The Gurkhas have been raised by a number of hon. Members. I was in Nepal last week. The hon. Member for Dunfermline and West Fife (Willie Rennie) mentioned a fair and honourable settlement. There has been a lot of ill-informed debate on this issue. The hon. Member for North-East Milton Keynes (Mr. Lancaster), who speaks with great authority on the matter, raised an important issue. If we are to make it so costly to recruit Gurkhas, there will be a question mark over whether we continue to do so. As I said last week in Nepal, I believe that we should continue to recruit Gurkhas.

I ask hon. Members to look at what we are doing in Nepal. Over £50 million a year is paid directly into Gurkha pensions. We pay another £1 million to the Gurkha Welfare Trust. I pay tribute to the work that that organisation does not just with Gurkhas but in the community projects that I saw last week. This year alone we have increased the Gurkha pension by 14 per cent., and by 20 per cent. for those over 80. Those in receipt of a service pension have a good standard of living in Nepal. That pension is equivalent to the pay of a GP or a chief of police. I ask people to think of the consequences of these decisions and what is happening in Nepal. I was impressed by the work of the Gurkha Welfare Trust.

My hon. Friend the Member for Blackpool, North and Fleetwood mentioned the all-party veterans group, which I addressed earlier this year. I thank her for the work that she does on that group and for the success of armed forces day.

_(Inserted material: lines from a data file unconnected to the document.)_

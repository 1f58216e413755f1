//! Authentication middleware for protected routes.

use axum::{
    Json,
    extract::{FromRequestParts, Request, State},
    http::{HeaderMap, StatusCode, header::AUTHORIZATION, request::Parts},
    middleware::Next,
    response::{IntoResponse, Response},
};
use serde_json::json;

use crate::AppState;
use maktab_shared::Claims;

/// Header carrying the scheduler's shared secret.
pub const CRON_SECRET_HEADER: &str = "x-cron-secret";

/// Extracts the bearer token from the Authorization header.
pub(crate) fn extract_bearer_token(header: &str) -> Option<&str> {
    header
        .strip_prefix("Bearer ")
        .or_else(|| header.strip_prefix("bearer "))
}

/// Returns true if the request carries the expected cron shared secret.
#[must_use]
pub fn cron_secret_matches(headers: &HeaderMap, expected: &str) -> bool {
    headers
        .get(CRON_SECRET_HEADER)
        .and_then(|v| v.to_str().ok())
        .is_some_and(|secret| !expected.is_empty() && secret == expected)
}

/// Authentication middleware that validates JWT tokens.
///
/// This middleware:
/// 1. Extracts the Bearer token from the Authorization header
/// 2. Validates the token using the JWT service
/// 3. Stores the claims in request extensions for handlers to access
pub async fn auth_middleware(
    State(state): State<AppState>,
    mut request: Request,
    next: Next,
) -> Response {
    // Extract Authorization header
    let auth_header = request
        .headers()
        .get(AUTHORIZATION)
        .and_then(|h| h.to_str().ok());

    let Some(token) = auth_header.and_then(extract_bearer_token) else {
        return (
            StatusCode::UNAUTHORIZED,
            Json(json!({
                "error": "missing_token",
                "message": "Authorization header with Bearer token is required"
            })),
        )
            .into_response();
    };

    // Validate token
    match state.jwt_service.validate_token(token) {
        Ok(claims) => {
            // Store claims in request extensions
            request.extensions_mut().insert(claims);
            next.run(request).await
        }
        Err(e) => {
            let (status, error, message) = match e {
                maktab_shared::JwtError::Expired => (
                    StatusCode::UNAUTHORIZED,
                    "token_expired",
                    "Token has expired",
                ),
                _ => (
                    StatusCode::UNAUTHORIZED,
                    "invalid_token",
                    "Invalid or malformed token",
                ),
            };

            (status, Json(json!({ "error": error, "message": message }))).into_response()
        }
    }
}

/// Extractor for authenticated user claims.
///
/// Use this in handlers to get the authenticated user's claims:
///
/// ```ignore
/// async fn handler(auth_user: AuthUser) -> impl IntoResponse {
///     let user_id = auth_user.user_id();
///     // ...
/// }
/// ```
#[derive(Debug, Clone)]
pub struct AuthUser(pub Claims);

impl AuthUser {
    /// Returns the user ID from the claims.
    #[must_use]
    pub fn user_id(&self) -> uuid::Uuid {
        self.0.user_id()
    }

    /// Returns true if the caller holds the admin role.
    #[must_use]
    pub fn is_admin(&self) -> bool {
        self.0.is_admin()
    }

    /// Rejects callers without the admin role.
    ///
    /// Budgets, transfers, and reports are admin surfaces; this is the single
    /// authorization check the service performs beyond authentication.
    ///
    /// # Errors
    ///
    /// Returns a 403 response for non-admin callers.
    pub fn require_admin(&self) -> Result<(), Response> {
        if self.is_admin() {
            Ok(())
        } else {
            Err((
                StatusCode::FORBIDDEN,
                Json(json!({
                    "error": "forbidden",
                    "message": "Admin role required"
                })),
            )
                .into_response())
        }
    }
}

impl<S> FromRequestParts<S> for AuthUser
where
    S: Send + Sync,
{
    type Rejection = (StatusCode, Json<serde_json::Value>);

    async fn from_request_parts(parts: &mut Parts, _state: &S) -> Result<Self, Self::Rejection> {
        parts
            .extensions
            .get::<Claims>()
            .cloned()
            .map(AuthUser)
            .ok_or_else(|| {
                (
                    StatusCode::UNAUTHORIZED,
                    Json(json!({
                        "error": "unauthorized",
                        "message": "Authentication required"
                    })),
                )
            })
    }
}

#[cfg(test)]
mod tests {
    use super::*;
    use axum::http::HeaderValue;

    #[test]
    fn test_extract_bearer_token() {
        assert_eq!(extract_bearer_token("Bearer abc"), Some("abc"));
        assert_eq!(extract_bearer_token("bearer abc"), Some("abc"));
        assert_eq!(extract_bearer_token("Basic abc"), None);
    }

    #[test]
    fn test_cron_secret_matches() {
        let mut headers = HeaderMap::new();
        headers.insert(CRON_SECRET_HEADER, HeaderValue::from_static("s3cret"));

        assert!(cron_secret_matches(&headers, "s3cret"));
        assert!(!cron_secret_matches(&headers, "other"));
        // An unset expected secret never matches.
        assert!(!cron_secret_matches(&headers, ""));
        assert!(!cron_secret_matches(&HeaderMap::new(), "s3cret"));
    }
}
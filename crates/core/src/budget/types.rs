//! Budget period types.

use chrono::{Datelike, Months, NaiveDate};
use serde::{Deserialize, Serialize};

/// Granularity of a branch budget.
#[derive(Debug, Clone, Copy, PartialEq, Eq, Serialize, Deserialize)]
#[serde(rename_all = "lowercase")]
pub enum BudgetPeriod {
    /// One calendar month.
    Monthly,
    /// One calendar year.
    Yearly,
}

/// A concrete budget period: a specific month or a specific year.
///
/// A transfer dated inside the window contributes to the budget bucket for
/// this key (destination branch and currency matching).
#[derive(Debug, Clone, Copy, PartialEq, Eq, Hash)]
pub enum PeriodKey {
    /// A single calendar month.
    Monthly {
        /// Calendar year.
        year: i32,
        /// Month number, 1-12.
        month: u32,
    },
    /// A full calendar year.
    Yearly {
        /// Calendar year.
        year: i32,
    },
}

impl PeriodKey {
    /// Returns the budget granularity for this key.
    #[must_use]
    pub const fn period(&self) -> BudgetPeriod {
        match self {
            Self::Monthly { .. } => BudgetPeriod::Monthly,
            Self::Yearly { .. } => BudgetPeriod::Yearly,
        }
    }

    /// The inclusive date window covered by this key.
    ///
    /// Returns `None` for out-of-range month numbers.
    #[must_use]
    pub fn window(&self) -> Option<(NaiveDate, NaiveDate)> {
        match *self {
            Self::Monthly { year, month } => {
                let start = NaiveDate::from_ymd_opt(year, month, 1)?;
                let end = last_day_of_month(year, month)?;
                Some((start, end))
            }
            Self::Yearly { year } => {
                let start = NaiveDate::from_ymd_opt(year, 1, 1)?;
                let end = NaiveDate::from_ymd_opt(year, 12, 31)?;
                Some((start, end))
            }
        }
    }

    /// Returns true if the given date falls within this period.
    #[must_use]
    pub fn contains(&self, date: NaiveDate) -> bool {
        self.window()
            .is_some_and(|(start, end)| date >= start && date <= end)
    }

    /// The monthly and yearly buckets a transfer date falls into.
    ///
    /// A status change on a transfer must recompute both, since a branch may
    /// carry budgets at either granularity.
    #[must_use]
    pub fn buckets_for(date: NaiveDate) -> [Self; 2] {
        [
            Self::Monthly {
                year: date.year(),
                month: date.month(),
            },
            Self::Yearly { year: date.year() },
        ]
    }
}

/// Returns the last day of the given month.
#[must_use]
pub fn last_day_of_month(year: i32, month: u32) -> Option<NaiveDate> {
    NaiveDate::from_ymd_opt(year, month, 1)?
        .checked_add_months(Months::new(1))?
        .pred_opt()
}
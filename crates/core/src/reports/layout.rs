//! Report page layout planning.
//!
//! Produces a deterministic plan of positioned text and rule elements from a
//! report selection. All geometry is integer PDF points on an A4 page so
//! regenerating the same period yields a visually identical document; the
//! renderer in `pdf` converts to physical units without making decisions.

use super::types::{ReportEntry, ReportTotals};

/// Page width in PDF points (A4).
pub const PAGE_WIDTH: i32 = 595;
/// Page height in PDF points (A4).
pub const PAGE_HEIGHT: i32 = 842;
/// Page margin in PDF points.
pub const MARGIN: i32 = 50;
/// Vertical step between table rows.
pub const ROW_STEP: i32 = 15;
/// A row is placed only while the cursor is at or above this line; below it
/// the table continues on a fresh page.
pub const PAGE_BREAK_Y: i32 = MARGIN + 50;

/// Table column headers.
pub const TABLE_HEADERS: [&str; 6] = [
    "Date",
    "Branch From-To",
    "Sender - Receiver",
    "MTCN",
    "Amount",
    "Status",
];

/// Table column widths in PDF points.
pub const COLUMN_WIDTHS: [i32; 6] = [40, 70, 185, 65, 65, 40];

/// A positioned piece of text.
#[derive(Debug, Clone, PartialEq, Eq)]
pub struct TextElement {
    /// X position in points from the left edge.
    pub x: i32,
    /// Y position in points from the bottom edge.
    pub y: i32,
    /// Font size in points.
    pub size: u8,
    /// Bold (Helvetica-Bold) or regular.
    pub bold: bool,
    /// Grey level as a percentage: 0 is black, 100 is white.
    pub grey: u8,
    /// The text content.
    pub text: String,
}

/// A horizontal separator rule spanning the content width.
#[derive(Debug, Clone, Copy, PartialEq, Eq)]
pub struct RuleElement {
    /// Y position in points from the bottom edge.
    pub y: i32,
}

/// All elements placed on one page.
#[derive(Debug, Clone, Default)]
pub struct PagePlan {
    /// Text elements on this page.
    pub texts: Vec<TextElement>,
    /// Separator rules on this page.
    pub rules: Vec<RuleElement>,
}

/// One table row, cells already truncated and formatted.
#[derive(Debug, Clone, PartialEq, Eq)]
pub struct TableRow {
    /// Cell contents in column order.
    pub cells: [String; 6],
}

/// Truncates a cell to `keep` characters plus ".." when it exceeds `max`.
#[must_use]
pub fn truncate_cell(text: &str, max: usize, keep: usize) -> String {
    if text.chars().count() > max {
        let mut truncated: String = text.chars().take(keep).collect();
        truncated.push_str("..");
        truncated
    } else {
        text.to_string()
    }
}

/// First `n` characters of a string.
fn prefix_chars(text: &str, n: usize) -> String {
    text.chars().take(n).collect()
}

/// Formats an amount with thousands separators, e.g. `1,234,567.5`.
#[must_use]
pub fn format_amount(amount: rust_decimal::Decimal) -> String {
    let normalized = amount.normalize().to_string();
    let (sign, rest) = normalized
        .strip_prefix('-')
        .map_or(("", normalized.as_str()), |r| ("-", r));
    let (int_part, frac_part) = rest
        .split_once('.')
        .map_or((rest, None), |(i, f)| (i, Some(f)));

    let grouped = group_thousands(int_part);
    frac_part.map_or_else(
        || format!("{sign}{grouped}"),
        |f| format!("{sign}{grouped}.{f}"),
    )
}

fn group_thousands(digits: &str) -> String {
    let len = digits.len();
    let mut out = String::with_capacity(len + len / 3);
    for (i, c) in digits.chars().enumerate() {
        if i > 0 && (len - i) % 3 == 0 {
            out.push(',');
        }
        out.push(c);
    }
    out
}

/// Builds the table row for one report entry.
#[must_use]
pub fn build_row(entry: &ReportEntry) -> TableRow {
    let from_to = format!(
        "{} - {}",
        prefix_chars(&entry.from_branch, 7),
        prefix_chars(&entry.to_branch, 7)
    );
    let staff = format!("{} - {}", entry.from_staff, entry.to_staff);
    let code = entry.confirmation_code.as_deref().unwrap_or("N/A");

    TableRow {
        cells: [
            entry.transaction_date.format("%d/%m/%Y").to_string(),
            truncate_cell(&from_to, 15, 13),
            truncate_cell(&staff, 38, 36),
            truncate_cell(code, 11, 9),
            format!("{} {}", format_amount(entry.amount), entry.currency),
            prefix_chars(&entry.status, 5).to_uppercase(),
        ],
    }
}

/// Plans the full document: header block, paginated table, footer.
///
/// Pagination is driven purely by the vertical cursor: a row is placed while
/// the cursor is at or above `PAGE_BREAK_Y`, otherwise the table continues at
/// the top of a fresh page. Continuation pages carry rows only; the header
/// block and column headers appear on the first page.
#[must_use]
pub fn plan_document(
    entries: &[ReportEntry],
    branch_name: &str,
    period_description: &str,
    totals: &ReportTotals,
    generated_on: &str,
) -> Vec<PagePlan> {
    let mut pages = Vec::new();
    let mut current = PagePlan::default();
    let mut y = PAGE_HEIGHT - MARGIN;

    current.texts.push(TextElement {
        x: MARGIN,
        y,
        size: 20,
        bold: true,
        grey: 10,
        text: "Monthly Transaction Report".to_string(),
    });
    y -= 30;

    current.texts.push(TextElement {
        x: MARGIN,
        y,
        size: 12,
        bold: false,
        grey: 30,
        text: format!("Branch: {branch_name}"),
    });
    y -= 20;

    current.texts.push(TextElement {
        x: MARGIN,
        y,
        size: 12,
        bold: false,
        grey: 30,
        text: format!("Period: {period_description}"),
    });
    y -= 30;

    current.texts.push(TextElement {
        x: MARGIN,
        y,
        size: 11,
        bold: true,
        grey: 0,
        text: format!("Total Transactions: {}", entries.len()),
    });
    y -= 18;

    for line in totals.summary_lines() {
        current.texts.push(TextElement {
            x: MARGIN,
            y,
            size: 11,
            bold: true,
            grey: 0,
            text: line,
        });
        y -= 18;
    }
    y -= 17;

    current.rules.push(RuleElement { y });
    y -= 20;

    let mut x = MARGIN;
    for (i, header) in TABLE_HEADERS.iter().enumerate() {
        current.texts.push(TextElement {
            x,
            y,
            size: 8,
            bold: true,
            grey: 20,
            text: (*header).to_string(),
        });
        x += COLUMN_WIDTHS[i];
    }
    y -= 18;

    for entry in entries {
        if y < PAGE_BREAK_Y {
            pages.push(std::mem::take(&mut current));
            y = PAGE_HEIGHT - MARGIN;
        }

        let row = build_row(entry);
        let mut x = MARGIN;
        for (i, cell) in row.cells.iter().enumerate() {
            current.texts.push(TextElement {
                x,
                y,
                size: 6,
                bold: false,
                grey: 30,
                text: cell.clone(),
            });
            x += COLUMN_WIDTHS[i];
        }
        y -= ROW_STEP;
    }

    y -= 10;
    current.rules.push(RuleElement { y });
    y -= 20;

    current.texts.push(TextElement {
        x: MARGIN,
        y,
        size: 8,
        bold: false,
        grey: 50,
        text: format!("Generated on: {generated_on}"),
    });

    pages.push(current);
    pages
}

#[cfg(test)]
mod tests {
    use super::*;
    use chrono::NaiveDate;
    use rust_decimal_macros::dec;

    fn entry(from_branch: &str, to_branch: &str) -> ReportEntry {
        ReportEntry {
            transaction_date: NaiveDate::from_ymd_opt(2025, 3, 15).unwrap(),
            from_branch: from_branch.to_string(),
            to_branch: to_branch.to_string(),
            from_staff: "Ahmad Rahimi".to_string(),
            to_staff: "Sara Ahmadi".to_string(),
            confirmation_code: Some("MG12345678901".to_string()),
            amount: dec!(12500),
            currency: "AFN".to_string(),
            status: "confirmed".to_string(),
        }
    }

    #[test]
    fn test_truncate_cell_over_limit() {
        // 20 characters renders as the first 13 plus "..".
        let text = "a".repeat(20);
        assert_eq!(truncate_cell(&text, 15, 13), format!("{}..", "a".repeat(13)));
    }

    #[test]
    fn test_truncate_cell_at_limit_unchanged() {
        let text = "b".repeat(15);
        assert_eq!(truncate_cell(&text, 15, 13), text);
    }

    #[test]
    fn test_format_amount_groups_thousands() {
        assert_eq!(format_amount(dec!(300)), "300");
        assert_eq!(format_amount(dec!(12500)), "12,500");
        assert_eq!(format_amount(dec!(1234567)), "1,234,567");
        assert_eq!(format_amount(dec!(1234567.5)), "1,234,567.5");
        assert_eq!(format_amount(dec!(-4200)), "-4,200");
    }

    #[test]
    fn test_build_row_cells() {
        let row = build_row(&entry("Kabul Central", "Herat"));

        assert_eq!(row.cells[0], "15/03/2025");
        // Branch names are each cut to 7 characters before pairing; the
        // 15-character pair is exactly at the truncation limit.
        assert_eq!(row.cells[1], "Kabul C - Herat");
        assert_eq!(row.cells[2], "Ahmad Rahimi - Sara Ahmadi");
        assert_eq!(row.cells[3], "MG1234567..");
        assert_eq!(row.cells[4], "12,500 AFN");
        assert_eq!(row.cells[5], "CONFI");
    }

    #[test]
    fn test_build_row_truncates_long_branch_pair() {
        let row = build_row(&entry("Kabul Central", "Mazar-i-Sharif"));

        // "Kabul C - Mazar-i" is 17 characters, over the 15 limit.
        assert_eq!(row.cells[1], "Kabul C - Maz..");
    }

    #[test]
    fn test_build_row_missing_code() {
        let mut e = entry("Kabul", "Herat");
        e.confirmation_code = None;
        assert_eq!(build_row(&e).cells[3], "N/A");
    }

    fn row_count(page: &PagePlan) -> usize {
        page.texts.iter().filter(|t| t.size == 6).count() / 6
    }

    #[test]
    fn test_single_page_holds_35_rows_single_currency() {
        let entries: Vec<_> = (0..35).map(|_| entry("Kabul", "Herat")).collect();
        let totals = ReportTotals::from_entries(&entries);
        let pages = plan_document(&entries, "All Branches", "March 2025", &totals, "x");

        assert_eq!(pages.len(), 1);
        assert_eq!(row_count(&pages[0]), 35);
    }

    #[test]
    fn test_thirty_sixth_row_starts_second_page() {
        let entries: Vec<_> = (0..36).map(|_| entry("Kabul", "Herat")).collect();
        let totals = ReportTotals::from_entries(&entries);
        let pages = plan_document(&entries, "All Branches", "March 2025", &totals, "x");

        assert_eq!(pages.len(), 2);
        assert_eq!(row_count(&pages[0]), 35);
        assert_eq!(row_count(&pages[1]), 1);
    }

    #[test]
    fn test_continuation_page_holds_47_rows() {
        let entries: Vec<_> = (0..35 + 48).map(|_| entry("Kabul", "Herat")).collect();
        let totals = ReportTotals::from_entries(&entries);
        let pages = plan_document(&entries, "All Branches", "March 2025", &totals, "x");

        assert_eq!(pages.len(), 3);
        assert_eq!(row_count(&pages[1]), 47);
        assert_eq!(row_count(&pages[2]), 1);
    }

    #[test]
    fn test_footer_lands_on_last_page() {
        let entries: Vec<_> = (0..36).map(|_| entry("Kabul", "Herat")).collect();
        let totals = ReportTotals::from_entries(&entries);
        let pages = plan_document(&entries, "All Branches", "March 2025", &totals, "now");

        let last = pages.last().unwrap();
        assert!(
            last.texts
                .iter()
                .any(|t| t.text.starts_with("Generated on: now"))
        );
        assert!(
            !pages[0]
                .texts
                .iter()
                .any(|t| t.text.starts_with("Generated on:"))
        );
    }

    #[test]
    fn test_header_block_only_on_first_page() {
        // 90 entries: 35 + 47 + 8, so the middle page carries rows only.
        let entries: Vec<_> = (0..90).map(|_| entry("Kabul", "Herat")).collect();
        let totals = ReportTotals::from_entries(&entries);
        let pages = plan_document(&entries, "Herat", "March 2025", &totals, "x");

        assert_eq!(pages.len(), 3);
        assert!(pages[0].texts.iter().any(|t| t.text == "Branch: Herat"));
        assert!(pages[1].texts.iter().all(|t| t.size == 6));
    }
}

#[cfg(test)]
mod property_tests {
    use super::*;
    use proptest::prelude::*;

    // Truncated cells never exceed keep + 2 characters, and strings within
    // the limit pass through unchanged.
    proptest! {
        #[test]
        fn prop_truncate_cell_bounds(text in ".{0,60}") {
            let out = truncate_cell(&text, 15, 13);
            let in_len = text.chars().count();

            if in_len > 15 {
                prop_assert_eq!(out.chars().count(), 15);
                prop_assert!(out.ends_with(".."));
            } else {
                prop_assert_eq!(out, text);
            }
        }
    }

    // Grouped amounts strip back to the original digits.
    proptest! {
        #[test]
        fn prop_format_amount_preserves_digits(n in 0i64..10_000_000_000) {
            let amount = rust_decimal::Decimal::from(n);
            let formatted = format_amount(amount);
            let stripped: String = formatted.chars().filter(|c| *c != ',').collect();
            prop_assert_eq!(stripped, n.to_string());
        }
    }
}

Many colleagues are taking part in it and I wish to enthuse them to encourage councils and others to take part. The veteran’s badge was mentioned. That has been a great success and more than 650,000 have been issued. Many people wear them with pride.

I agree with the hon. Member for Westbury on the issue of homelessness and pay tribute to Veterans Aid, which is a fantastic organisation that deals with the capital’s homeless veterans. Only about 6 per cent. of the homeless are veterans, but as the hon. Gentleman said, there are some sub-groups that need to be counted. Veterans Aid has raised with me the issue of Commonwealth veterans who have served in the armed forces. I will address that with the Home Office. There are some simple things that we could do to address the needs of that sub-group.

I thank the people of Wootton Bassett. I thank the hon. Member for North Wiltshire (Mr. Gray) for the support of the all-party Army group and for the parades that have been held. I agree with him on the changing of names. As a former chair of highways on Newcastle city council, I know that there is nothing more controversial than changing the names of streets.

On the issue of D-day veterans, the policy on the recognition of the anniversary was in place under the Conservative Government. The 60th anniversary was the last large event that the Normandy Veterans Association wanted to have. I am pleased that the lottery has been involved and that the MOD has supported events this year in Normandy, as it has in other years.

I am sorry that I have not been able to cover all the points that have been raised in the time available, Mr. Gale. I thank hon. Members for a well-informed debate. We have once again raised the importance of veterans. It is a privilege to have this job. One of the most interesting parts of it is meeting veterans both old and new.